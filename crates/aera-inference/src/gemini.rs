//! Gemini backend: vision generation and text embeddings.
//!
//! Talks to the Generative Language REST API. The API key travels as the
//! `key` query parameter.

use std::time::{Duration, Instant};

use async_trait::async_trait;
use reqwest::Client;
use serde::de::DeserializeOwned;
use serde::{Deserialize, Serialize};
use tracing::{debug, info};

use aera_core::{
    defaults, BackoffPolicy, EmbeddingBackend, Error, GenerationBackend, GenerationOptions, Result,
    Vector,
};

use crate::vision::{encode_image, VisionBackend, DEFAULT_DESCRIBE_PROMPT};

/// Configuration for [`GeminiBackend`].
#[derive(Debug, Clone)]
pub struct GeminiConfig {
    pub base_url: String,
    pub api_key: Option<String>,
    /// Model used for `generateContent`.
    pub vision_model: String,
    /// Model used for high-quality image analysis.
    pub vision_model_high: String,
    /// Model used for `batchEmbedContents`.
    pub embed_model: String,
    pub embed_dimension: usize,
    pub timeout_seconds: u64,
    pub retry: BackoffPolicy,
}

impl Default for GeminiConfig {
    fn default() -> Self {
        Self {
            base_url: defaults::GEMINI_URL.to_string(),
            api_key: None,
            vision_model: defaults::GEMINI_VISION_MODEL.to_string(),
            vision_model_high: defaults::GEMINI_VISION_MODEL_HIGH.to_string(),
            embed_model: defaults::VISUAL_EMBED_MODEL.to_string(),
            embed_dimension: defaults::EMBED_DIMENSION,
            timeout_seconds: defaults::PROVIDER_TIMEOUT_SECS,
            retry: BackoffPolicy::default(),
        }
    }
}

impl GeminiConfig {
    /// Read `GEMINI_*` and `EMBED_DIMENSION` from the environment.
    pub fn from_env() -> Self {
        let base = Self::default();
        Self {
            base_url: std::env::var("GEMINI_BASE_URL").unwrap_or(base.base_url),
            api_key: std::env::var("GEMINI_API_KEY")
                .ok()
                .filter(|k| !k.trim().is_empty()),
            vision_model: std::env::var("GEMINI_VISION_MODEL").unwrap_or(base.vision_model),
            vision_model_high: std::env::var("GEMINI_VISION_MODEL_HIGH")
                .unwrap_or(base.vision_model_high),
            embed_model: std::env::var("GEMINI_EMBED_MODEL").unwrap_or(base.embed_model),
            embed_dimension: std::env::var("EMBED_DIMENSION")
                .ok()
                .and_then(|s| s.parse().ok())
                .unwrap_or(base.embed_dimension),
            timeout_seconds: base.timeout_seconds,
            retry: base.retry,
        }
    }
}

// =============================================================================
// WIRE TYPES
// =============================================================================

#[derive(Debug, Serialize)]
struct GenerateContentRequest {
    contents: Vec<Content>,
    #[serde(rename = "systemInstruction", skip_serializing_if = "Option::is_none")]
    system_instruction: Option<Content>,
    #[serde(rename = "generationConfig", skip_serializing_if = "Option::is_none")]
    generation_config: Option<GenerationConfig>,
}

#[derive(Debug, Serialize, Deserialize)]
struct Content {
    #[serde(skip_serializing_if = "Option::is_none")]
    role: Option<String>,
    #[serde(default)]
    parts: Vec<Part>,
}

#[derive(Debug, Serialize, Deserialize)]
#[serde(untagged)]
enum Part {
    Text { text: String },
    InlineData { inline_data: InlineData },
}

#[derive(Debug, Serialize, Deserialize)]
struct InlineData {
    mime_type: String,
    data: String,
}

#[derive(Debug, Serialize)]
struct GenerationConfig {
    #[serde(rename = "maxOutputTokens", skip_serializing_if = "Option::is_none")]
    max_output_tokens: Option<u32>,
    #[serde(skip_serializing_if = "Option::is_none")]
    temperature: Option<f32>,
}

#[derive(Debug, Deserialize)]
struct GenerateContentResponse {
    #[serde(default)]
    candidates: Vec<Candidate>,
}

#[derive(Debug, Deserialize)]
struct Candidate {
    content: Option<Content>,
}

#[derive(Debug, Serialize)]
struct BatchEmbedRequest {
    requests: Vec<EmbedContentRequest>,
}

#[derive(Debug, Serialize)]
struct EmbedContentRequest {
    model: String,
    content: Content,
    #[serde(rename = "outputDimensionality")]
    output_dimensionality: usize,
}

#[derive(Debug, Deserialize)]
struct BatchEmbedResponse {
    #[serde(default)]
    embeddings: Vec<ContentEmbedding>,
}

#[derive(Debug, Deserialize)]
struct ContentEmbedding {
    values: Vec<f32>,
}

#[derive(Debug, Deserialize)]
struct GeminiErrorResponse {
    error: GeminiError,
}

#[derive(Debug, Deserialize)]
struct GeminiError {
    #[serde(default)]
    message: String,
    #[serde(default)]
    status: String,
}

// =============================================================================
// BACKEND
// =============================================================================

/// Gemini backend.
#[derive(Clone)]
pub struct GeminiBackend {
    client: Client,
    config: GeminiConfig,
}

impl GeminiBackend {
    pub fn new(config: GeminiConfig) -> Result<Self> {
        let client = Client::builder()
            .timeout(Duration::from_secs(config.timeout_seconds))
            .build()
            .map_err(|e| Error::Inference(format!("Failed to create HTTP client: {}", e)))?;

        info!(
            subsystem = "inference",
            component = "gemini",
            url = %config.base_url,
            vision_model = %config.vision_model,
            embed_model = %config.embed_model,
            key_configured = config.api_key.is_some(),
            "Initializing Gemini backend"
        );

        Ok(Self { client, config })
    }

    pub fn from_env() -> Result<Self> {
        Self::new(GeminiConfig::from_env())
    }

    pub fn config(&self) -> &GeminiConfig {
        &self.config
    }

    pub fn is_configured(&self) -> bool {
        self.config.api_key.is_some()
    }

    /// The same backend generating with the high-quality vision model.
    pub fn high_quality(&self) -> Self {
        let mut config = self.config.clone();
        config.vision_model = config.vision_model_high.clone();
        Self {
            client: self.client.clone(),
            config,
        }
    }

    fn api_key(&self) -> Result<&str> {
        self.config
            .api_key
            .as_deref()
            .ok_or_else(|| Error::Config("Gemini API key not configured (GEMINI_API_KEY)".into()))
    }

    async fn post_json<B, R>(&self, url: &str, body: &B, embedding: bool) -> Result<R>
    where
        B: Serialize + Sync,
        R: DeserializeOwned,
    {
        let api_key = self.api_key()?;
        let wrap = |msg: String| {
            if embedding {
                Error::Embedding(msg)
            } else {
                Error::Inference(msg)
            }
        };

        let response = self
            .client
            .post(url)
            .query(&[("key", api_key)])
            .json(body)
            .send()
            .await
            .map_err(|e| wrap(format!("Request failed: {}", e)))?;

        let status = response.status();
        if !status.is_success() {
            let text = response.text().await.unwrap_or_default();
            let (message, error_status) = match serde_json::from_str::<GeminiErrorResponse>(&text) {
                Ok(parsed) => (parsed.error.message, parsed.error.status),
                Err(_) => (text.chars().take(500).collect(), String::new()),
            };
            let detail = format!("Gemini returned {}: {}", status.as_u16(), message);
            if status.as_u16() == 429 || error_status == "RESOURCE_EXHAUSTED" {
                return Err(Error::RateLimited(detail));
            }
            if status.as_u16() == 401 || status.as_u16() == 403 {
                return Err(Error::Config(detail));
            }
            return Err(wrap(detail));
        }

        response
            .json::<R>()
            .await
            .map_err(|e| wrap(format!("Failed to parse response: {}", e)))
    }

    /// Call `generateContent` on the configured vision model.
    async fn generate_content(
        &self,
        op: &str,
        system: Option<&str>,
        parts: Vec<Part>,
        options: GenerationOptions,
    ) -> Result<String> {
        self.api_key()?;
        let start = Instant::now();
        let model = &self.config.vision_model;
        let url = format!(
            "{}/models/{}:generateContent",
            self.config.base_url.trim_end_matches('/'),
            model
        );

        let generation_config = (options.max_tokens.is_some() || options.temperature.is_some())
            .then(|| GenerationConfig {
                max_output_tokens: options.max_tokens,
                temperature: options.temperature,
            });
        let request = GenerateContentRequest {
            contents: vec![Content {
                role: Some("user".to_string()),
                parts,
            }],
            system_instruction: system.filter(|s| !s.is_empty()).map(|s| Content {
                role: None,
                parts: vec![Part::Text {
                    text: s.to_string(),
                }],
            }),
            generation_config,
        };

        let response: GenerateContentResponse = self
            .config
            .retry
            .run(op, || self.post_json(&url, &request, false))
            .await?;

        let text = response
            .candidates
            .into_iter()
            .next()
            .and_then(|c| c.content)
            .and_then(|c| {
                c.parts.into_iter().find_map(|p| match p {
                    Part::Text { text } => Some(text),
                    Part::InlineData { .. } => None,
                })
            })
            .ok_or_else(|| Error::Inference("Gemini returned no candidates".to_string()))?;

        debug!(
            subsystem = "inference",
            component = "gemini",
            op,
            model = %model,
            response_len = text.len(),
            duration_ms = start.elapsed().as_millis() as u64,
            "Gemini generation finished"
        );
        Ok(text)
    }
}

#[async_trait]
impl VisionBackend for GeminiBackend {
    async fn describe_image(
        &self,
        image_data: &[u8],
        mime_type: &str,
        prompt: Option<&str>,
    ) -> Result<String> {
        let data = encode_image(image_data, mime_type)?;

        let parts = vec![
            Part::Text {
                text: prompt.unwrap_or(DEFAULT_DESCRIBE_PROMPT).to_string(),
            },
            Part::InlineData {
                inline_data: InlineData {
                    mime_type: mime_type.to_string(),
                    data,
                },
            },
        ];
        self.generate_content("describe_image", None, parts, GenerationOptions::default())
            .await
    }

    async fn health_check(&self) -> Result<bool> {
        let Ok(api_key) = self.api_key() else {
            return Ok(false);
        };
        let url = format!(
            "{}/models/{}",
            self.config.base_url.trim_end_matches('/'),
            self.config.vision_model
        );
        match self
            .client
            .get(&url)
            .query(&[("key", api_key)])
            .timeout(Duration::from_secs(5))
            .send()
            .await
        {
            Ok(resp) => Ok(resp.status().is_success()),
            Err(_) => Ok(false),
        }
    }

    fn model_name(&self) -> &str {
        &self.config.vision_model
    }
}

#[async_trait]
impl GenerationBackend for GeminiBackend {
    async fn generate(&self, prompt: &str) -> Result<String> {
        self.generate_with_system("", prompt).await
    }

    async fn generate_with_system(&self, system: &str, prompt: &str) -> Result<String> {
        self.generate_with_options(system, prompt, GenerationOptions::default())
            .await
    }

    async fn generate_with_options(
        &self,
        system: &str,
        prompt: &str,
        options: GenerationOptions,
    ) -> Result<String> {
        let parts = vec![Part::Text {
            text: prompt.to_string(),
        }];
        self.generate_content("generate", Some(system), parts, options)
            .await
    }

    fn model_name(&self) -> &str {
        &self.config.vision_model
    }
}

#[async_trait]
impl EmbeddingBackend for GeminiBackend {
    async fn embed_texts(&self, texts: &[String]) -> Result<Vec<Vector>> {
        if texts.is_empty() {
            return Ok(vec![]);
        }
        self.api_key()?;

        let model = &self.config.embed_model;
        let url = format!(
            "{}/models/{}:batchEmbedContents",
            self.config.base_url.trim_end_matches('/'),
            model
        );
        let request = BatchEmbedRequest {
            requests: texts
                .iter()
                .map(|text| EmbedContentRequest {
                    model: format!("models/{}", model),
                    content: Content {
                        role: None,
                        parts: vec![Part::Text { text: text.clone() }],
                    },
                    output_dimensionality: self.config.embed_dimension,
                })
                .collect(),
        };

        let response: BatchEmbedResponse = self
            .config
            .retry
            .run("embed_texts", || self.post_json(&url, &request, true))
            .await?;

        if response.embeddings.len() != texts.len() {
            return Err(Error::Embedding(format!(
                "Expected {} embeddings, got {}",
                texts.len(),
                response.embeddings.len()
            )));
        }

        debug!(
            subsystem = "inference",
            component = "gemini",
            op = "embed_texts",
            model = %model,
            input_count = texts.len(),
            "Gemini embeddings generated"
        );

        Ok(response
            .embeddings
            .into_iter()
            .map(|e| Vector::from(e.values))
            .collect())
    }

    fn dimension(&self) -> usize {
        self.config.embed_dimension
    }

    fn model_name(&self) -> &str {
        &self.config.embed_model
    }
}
★ ★ ★ ★
## What is required
Nothing but the lines from the beginning of the records through the line with "use reqwest::Client;" should appear, each printed exactly.

## Answer area
filename crates/aera-inference/src/gemini.rs
//! Gemini backend: vision generation and text embeddings.
//!
//! Talks to the Generative Language REST API. The API key travels as the
//! `key` query parameter.

use std::time::{Duration, Instant};

use async_trait::async_trait;
use reqwest::Client;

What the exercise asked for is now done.